Tüketici kredilerinin milli gelire oranı 2002 sonundan 2013 sonuna tam 13.4 kat artıyor. Taksitli kredi kartlarının getirdiği ek avantajı da kullanarak, eskisine kıyasla daha yüksek tutarlı malları satın alma olanağına kavuştular.
Birkaç yazıdır içinde ‘seçmen davranışı’ benzeri sözcükler geçen yazılar kaleme aldım. Tekrarlayayım ki yanlış anlaşılmasın; bu konuda bir uzmanlığım yok. Olmadığı için de seçmen davranışı üzerinde ahkâm kesecek halim de yok. Sadece, bazı yorumcuların seçmen davranışı hakkında yazdıkları yazılarda kullandıkları bazı ekonomik göstergelerin (dolar cinsinden kişi başına gelirin artış oranı gibi) hatalı olduklarını vurgulamak istedim. Kaldı ki o göstergelerin doğrusu seçmen davranışını ne derece etkiliyor onu da bilemem.

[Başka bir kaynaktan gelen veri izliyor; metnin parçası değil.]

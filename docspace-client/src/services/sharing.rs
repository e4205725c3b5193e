use docspace_core::error::AppError;
use std::collections::HashSet;
use std::sync::Arc;
use uuid::Uuid;
use validator::Validate;

use crate::dtos::ShareRequest;
use crate::models::{Document, Notification, Recipient};
use crate::providers::{DocumentRepository, NotificationRepository};

/// The actor performing a share, with the display name used in the
/// notification message (profile display name, falling back to email).
#[derive(Debug, Clone)]
pub struct ShareActor {
    pub id: Uuid,
    pub display_name: String,
}

#[derive(Debug)]
pub struct ShareOutcome {
    pub document: Document,
    /// Recipients that were newly granted and notified by this call.
    pub notified: Vec<Recipient>,
}

/// Grants department/user access to a document and emits one notification
/// per newly granted recipient.
#[derive(Clone)]
pub struct SharingService {
    documents: Arc<dyn DocumentRepository>,
    notifications: Arc<dyn NotificationRepository>,
}

impl SharingService {
    pub fn new(
        documents: Arc<dyn DocumentRepository>,
        notifications: Arc<dyn NotificationRepository>,
    ) -> Self {
        Self {
            documents,
            notifications,
        }
    }

    /// Idempotent under retry: recipients already present in the grant
    /// sets are neither re-granted nor re-notified.
    pub async fn share_document(
        &self,
        actor: &ShareActor,
        request: ShareRequest,
    ) -> Result<ShareOutcome, AppError> {
        request.validate()?;

        let before = self
            .documents
            .find(request.document_id)
            .await?
            .ok_or_else(|| AppError::not_found("document not found"))?;

        // Dedup within the batch, then drop already-granted recipients so
        // a retry of the same request notifies nobody twice.
        let departments: Vec<String> = dedup(request.departments.iter().cloned());
        let users: Vec<Uuid> = dedup(request.users.iter().copied());

        let mut newly_granted: Vec<Recipient> = Vec::new();
        for dept in &departments {
            if !before.shared_with.contains(dept) {
                newly_granted.push(Recipient::Department(dept.clone()));
            }
        }
        for user in &users {
            if !before.shared_with_users.contains(user) {
                newly_granted.push(Recipient::User(*user));
            }
        }

        let document = self
            .documents
            .merge_share_grants(request.document_id, &departments, &users)
            .await?;

        for recipient in &newly_granted {
            let notification = Notification::new_share(
                recipient.clone(),
                &before.title,
                &actor.display_name,
                request.message.as_deref(),
            );
            // Notifications are a best-effort side effect of the grant.
            if let Err(e) = self.notifications.insert(notification).await {
                tracing::warn!(
                    document_id = %request.document_id,
                    recipient = %recipient,
                    "share notification failed: {}",
                    e
                );
            }
        }

        tracing::info!(
            document_id = %request.document_id,
            actor_id = %actor.id,
            granted = newly_granted.len(),
            "document shared"
        );

        Ok(ShareOutcome {
            document,
            notified: newly_granted,
        })
    }
}

fn dedup<T: Clone + Eq + std::hash::Hash>(items: impl Iterator<Item = T>) -> Vec<T> {
    let mut seen = HashSet::new();
    items.filter(|item| seen.insert(item.clone())).collect()
}
pub mod documents;
pub mod notifications;
pub mod profile;
pub mod session;
pub mod sharing;
pub mod visibility;

pub use documents::DocumentService;
pub use notifications::NotificationService;
pub use profile::ProfileService;
pub use session::{AuthSnapshot, AuthState, SessionManager};
pub use sharing::{ShareActor, ShareOutcome, SharingService};
pub use visibility::{visible, DocumentFilter, ScopeFilter, SortKey, Viewer};
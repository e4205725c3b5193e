use chrono::{DateTime, Utc};
use serde::{Deserialize, Serialize};
use uuid::Uuid;

use super::identity::Identity;

/// Mutable descriptive record attached 1:1 to an identity.
///
/// Created lazily on first authenticated use; `department` and `role` are
/// the authorization inputs consumed by the visibility resolver.
#[derive(Debug, Clone, Serialize, Deserialize, PartialEq, Eq)]
pub struct Profile {
    pub user_id: Uuid,
    pub email: String,
    pub display_name: Option<String>,
    pub department: Option<String>,
    pub job_title: Option<String>,
    pub role: Option<String>,
    pub avatar_url: Option<String>,
    pub created_at: DateTime<Utc>,
    pub updated_at: DateTime<Utc>,
}

impl Profile {
    /// Builds the initial profile for a fresh identity. Role falls back to
    /// `default_role` when the provider metadata carries none.
    pub fn from_identity(identity: &Identity, default_role: &str) -> Self {
        let now = Utc::now();
        Self {
            user_id: identity.id,
            email: identity.email.clone(),
            display_name: identity.derived_display_name(),
            department: None,
            job_title: None,
            role: Some(
                identity
                    .metadata
                    .role
                    .clone()
                    .unwrap_or_else(|| default_role.to_string()),
            ),
            avatar_url: None,
            created_at: now,
            updated_at: now,
        }
    }
}

/// Allow-listed partial update for a profile. Fields left as `None` are
/// unchanged; anything outside this struct cannot be mutated by the owner.
#[derive(Debug, Clone, Default, Serialize, Deserialize)]
pub struct ProfileUpdate {
    #[serde(skip_serializing_if = "Option::is_none")]
    pub display_name: Option<String>,
    #[serde(skip_serializing_if = "Option::is_none")]
    pub department: Option<String>,
    #[serde(skip_serializing_if = "Option::is_none")]
    pub job_title: Option<String>,
    #[serde(skip_serializing_if = "Option::is_none")]
    pub avatar_url: Option<String>,
}

impl ProfileUpdate {
    pub fn is_empty(&self) -> bool {
        self.display_name.is_none()
            && self.department.is_none()
            && self.job_title.is_none()
            && self.avatar_url.is_none()
    }

    /// Applies the update in place, touching `updated_at`.
    pub fn apply_to(&self, profile: &mut Profile) {
        if let Some(display_name) = &self.display_name {
            profile.display_name = Some(display_name.clone());
        }
        if let Some(department) = &self.department {
            profile.department = Some(department.clone());
        }
        if let Some(job_title) = &self.job_title {
            profile.job_title = Some(job_title.clone());
        }
        if let Some(avatar_url) = &self.avatar_url {
            profile.avatar_url = Some(avatar_url.clone());
        }
        profile.updated_at = Utc::now();
    }
}
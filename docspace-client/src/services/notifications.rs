use docspace_core::error::AppError;
use std::sync::Arc;
use uuid::Uuid;

use crate::models::{Notification, Recipient};
use crate::providers::NotificationRepository;
use crate::services::visibility::Viewer;

/// Recipient-facing notification log: list, read-state, deletion.
#[derive(Clone)]
pub struct NotificationService {
    repo: Arc<dyn NotificationRepository>,
}

impl NotificationService {
    pub fn new(repo: Arc<dyn NotificationRepository>) -> Self {
        Self { repo }
    }

    /// The viewer receives notifications addressed to them directly and
    /// to their department tag.
    fn recipients_of(viewer: &Viewer) -> Vec<Recipient> {
        let mut recipients = vec![Recipient::User(viewer.id)];
        if let Some(department) = &viewer.department {
            recipients.push(Recipient::Department(department.clone()));
        }
        recipients
    }

    /// Newest first.
    pub async fn list(&self, viewer: &Viewer) -> Result<Vec<Notification>, AppError> {
        self.repo.list_for(&Self::recipients_of(viewer)).await
    }

    /// Idempotent: marking an already-read notification is a no-op
    /// success.
    pub async fn mark_read(&self, id: Uuid) -> Result<(), AppError> {
        self.repo.mark_read(id).await
    }

    pub async fn mark_all_read(&self, viewer: &Viewer) -> Result<u64, AppError> {
        self.repo.mark_all_read(&Self::recipients_of(viewer)).await
    }

    /// Permanent, no undo.
    pub async fn delete(&self, id: Uuid) -> Result<(), AppError> {
        self.repo.delete(id).await
    }

    /// Permanent, no undo.
    pub async fn clear_all(&self, viewer: &Viewer) -> Result<u64, AppError> {
        self.repo.clear_for(&Self::recipients_of(viewer)).await
    }
}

Sonuçta bir ülkenin kişi başına geliri artıyordur (elbette doğru ölçülmüş kişi başına gelirden söz ediyorum) ama gelir dağılımı bozuluyordur. Farklı bir ifadeyle, o gelir artışından az sayıda kişi yararlanıyor olabilir. Çoğu kişinin ekonomik durumu iyileşmediği gibi, böyle bir kişi başına gelir artışı toplumda adalet duygusunu da yaralayabilir. Şüphesiz, uzunca bir süre ele alındığında, kişi başına artan gelir, gelir dağılımı fazla bozulmuyorsa, eninde sonunda büyük çoğunluğun gelirinin arttığını ima eder. Bu nedenle, çoğu yorumcu kişi başına gelir artışını, ‘kendini daha iyi hissetmenin’ bir ‘ön’ ama ‘oldukça yetersiz’ göstergesi olarak dikkate alıyor. Neyse…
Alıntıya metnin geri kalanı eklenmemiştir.